Work item — For the entries below, the expected answer is the line with "pixel dimensions; a", the line with "let copy_h = height.min(frame.height());", and every line between them, exactly as written, and nothing more.

Data —
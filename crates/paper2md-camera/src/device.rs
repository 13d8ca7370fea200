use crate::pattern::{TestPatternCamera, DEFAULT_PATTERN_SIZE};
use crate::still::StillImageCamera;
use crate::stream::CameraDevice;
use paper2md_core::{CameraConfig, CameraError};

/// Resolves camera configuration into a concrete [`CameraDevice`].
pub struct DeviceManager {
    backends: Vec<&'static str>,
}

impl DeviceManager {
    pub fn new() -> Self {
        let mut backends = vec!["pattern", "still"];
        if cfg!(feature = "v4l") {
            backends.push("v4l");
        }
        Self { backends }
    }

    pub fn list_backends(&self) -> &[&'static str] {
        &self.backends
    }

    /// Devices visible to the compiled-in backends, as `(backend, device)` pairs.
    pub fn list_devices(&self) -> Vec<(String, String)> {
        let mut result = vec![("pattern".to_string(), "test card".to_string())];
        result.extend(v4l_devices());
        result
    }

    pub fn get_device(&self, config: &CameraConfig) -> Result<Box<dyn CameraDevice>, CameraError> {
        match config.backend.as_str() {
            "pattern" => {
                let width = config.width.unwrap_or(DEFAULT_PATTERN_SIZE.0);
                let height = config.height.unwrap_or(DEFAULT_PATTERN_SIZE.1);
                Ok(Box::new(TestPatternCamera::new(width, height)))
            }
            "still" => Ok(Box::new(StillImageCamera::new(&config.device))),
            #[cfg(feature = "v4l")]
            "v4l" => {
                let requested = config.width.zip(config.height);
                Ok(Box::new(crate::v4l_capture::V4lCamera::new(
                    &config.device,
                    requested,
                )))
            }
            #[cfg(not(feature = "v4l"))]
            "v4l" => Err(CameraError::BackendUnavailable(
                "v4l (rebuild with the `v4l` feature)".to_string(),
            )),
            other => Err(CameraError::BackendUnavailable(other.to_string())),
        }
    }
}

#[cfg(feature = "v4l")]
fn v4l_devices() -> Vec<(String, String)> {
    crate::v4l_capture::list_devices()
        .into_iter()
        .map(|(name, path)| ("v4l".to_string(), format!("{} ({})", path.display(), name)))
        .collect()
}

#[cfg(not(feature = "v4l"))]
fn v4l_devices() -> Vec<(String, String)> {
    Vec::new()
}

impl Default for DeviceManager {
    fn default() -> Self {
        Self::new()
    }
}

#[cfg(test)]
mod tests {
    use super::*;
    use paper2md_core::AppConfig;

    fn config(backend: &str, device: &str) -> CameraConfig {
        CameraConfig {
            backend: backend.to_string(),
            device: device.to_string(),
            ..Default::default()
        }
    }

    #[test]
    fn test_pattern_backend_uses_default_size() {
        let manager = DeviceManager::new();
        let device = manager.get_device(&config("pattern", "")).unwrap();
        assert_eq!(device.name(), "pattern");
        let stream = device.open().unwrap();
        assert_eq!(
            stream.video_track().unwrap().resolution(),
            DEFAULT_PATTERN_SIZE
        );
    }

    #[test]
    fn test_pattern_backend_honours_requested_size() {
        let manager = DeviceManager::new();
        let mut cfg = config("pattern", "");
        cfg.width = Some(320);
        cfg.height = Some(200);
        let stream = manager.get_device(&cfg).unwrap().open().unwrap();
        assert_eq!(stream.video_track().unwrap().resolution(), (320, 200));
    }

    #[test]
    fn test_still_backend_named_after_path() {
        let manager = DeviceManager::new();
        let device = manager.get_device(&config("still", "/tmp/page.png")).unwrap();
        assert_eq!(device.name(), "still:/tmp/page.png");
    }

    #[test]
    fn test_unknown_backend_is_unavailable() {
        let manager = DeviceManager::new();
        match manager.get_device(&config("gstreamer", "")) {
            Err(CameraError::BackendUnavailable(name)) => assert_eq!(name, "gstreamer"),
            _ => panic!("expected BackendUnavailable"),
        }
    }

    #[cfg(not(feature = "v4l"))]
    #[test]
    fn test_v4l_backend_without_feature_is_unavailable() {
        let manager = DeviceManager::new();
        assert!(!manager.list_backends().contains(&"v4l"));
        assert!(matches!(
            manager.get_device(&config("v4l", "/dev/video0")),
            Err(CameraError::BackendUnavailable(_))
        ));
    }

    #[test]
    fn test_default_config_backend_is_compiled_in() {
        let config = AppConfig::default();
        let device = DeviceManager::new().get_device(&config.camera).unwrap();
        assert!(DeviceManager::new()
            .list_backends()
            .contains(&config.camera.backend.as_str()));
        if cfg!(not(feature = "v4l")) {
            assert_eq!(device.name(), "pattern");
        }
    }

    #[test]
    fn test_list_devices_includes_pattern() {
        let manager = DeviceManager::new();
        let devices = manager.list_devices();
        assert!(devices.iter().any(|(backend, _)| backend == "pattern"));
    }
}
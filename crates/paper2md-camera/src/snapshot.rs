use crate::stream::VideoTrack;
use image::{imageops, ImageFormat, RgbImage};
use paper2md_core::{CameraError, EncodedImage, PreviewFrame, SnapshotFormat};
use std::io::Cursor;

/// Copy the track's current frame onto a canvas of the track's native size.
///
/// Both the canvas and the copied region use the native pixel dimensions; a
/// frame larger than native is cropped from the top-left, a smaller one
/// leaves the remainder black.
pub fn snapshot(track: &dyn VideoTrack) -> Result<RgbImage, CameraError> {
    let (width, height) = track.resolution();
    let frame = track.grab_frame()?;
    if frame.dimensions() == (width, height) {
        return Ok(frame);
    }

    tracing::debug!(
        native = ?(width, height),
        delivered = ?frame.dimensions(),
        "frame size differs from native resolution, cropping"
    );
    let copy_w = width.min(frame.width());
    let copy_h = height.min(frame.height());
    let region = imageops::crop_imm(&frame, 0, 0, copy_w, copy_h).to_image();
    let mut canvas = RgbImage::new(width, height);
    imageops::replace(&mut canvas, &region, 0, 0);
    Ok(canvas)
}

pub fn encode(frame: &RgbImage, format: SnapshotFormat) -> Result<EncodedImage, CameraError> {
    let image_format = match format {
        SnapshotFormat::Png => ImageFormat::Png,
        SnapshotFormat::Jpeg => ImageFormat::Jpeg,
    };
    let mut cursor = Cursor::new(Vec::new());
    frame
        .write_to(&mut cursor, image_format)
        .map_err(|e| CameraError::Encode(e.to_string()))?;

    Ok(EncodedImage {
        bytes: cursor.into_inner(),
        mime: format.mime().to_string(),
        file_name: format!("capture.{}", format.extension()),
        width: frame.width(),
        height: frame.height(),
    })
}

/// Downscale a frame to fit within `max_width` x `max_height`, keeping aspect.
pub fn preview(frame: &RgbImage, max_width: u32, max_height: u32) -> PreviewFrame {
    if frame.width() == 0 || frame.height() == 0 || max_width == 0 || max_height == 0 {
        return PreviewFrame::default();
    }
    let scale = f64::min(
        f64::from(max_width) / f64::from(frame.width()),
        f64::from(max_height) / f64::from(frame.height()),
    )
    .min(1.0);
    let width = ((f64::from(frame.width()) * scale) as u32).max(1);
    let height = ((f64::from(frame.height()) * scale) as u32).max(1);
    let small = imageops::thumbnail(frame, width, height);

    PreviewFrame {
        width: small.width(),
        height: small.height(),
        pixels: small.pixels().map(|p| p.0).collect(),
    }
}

Result for this task —
/// Both the canvas and the copied region use the native pixel dimensions; a
/// frame larger than native is cropped from the top-left, a smaller one
/// leaves the remainder black.
pub fn snapshot(track: &dyn VideoTrack) -> Result<RgbImage, CameraError> {
    let (width, height) = track.resolution();
    let frame = track.grab_frame()?;
    if frame.dimensions() == (width, height) {
        return Ok(frame);
    }

    tracing::debug!(
        native = ?(width, height),
        delivered = ?frame.dimensions(),
        "frame size differs from native resolution, cropping"
    );
    let copy_w = width.min(frame.width());
    let copy_h = height.min(frame.height());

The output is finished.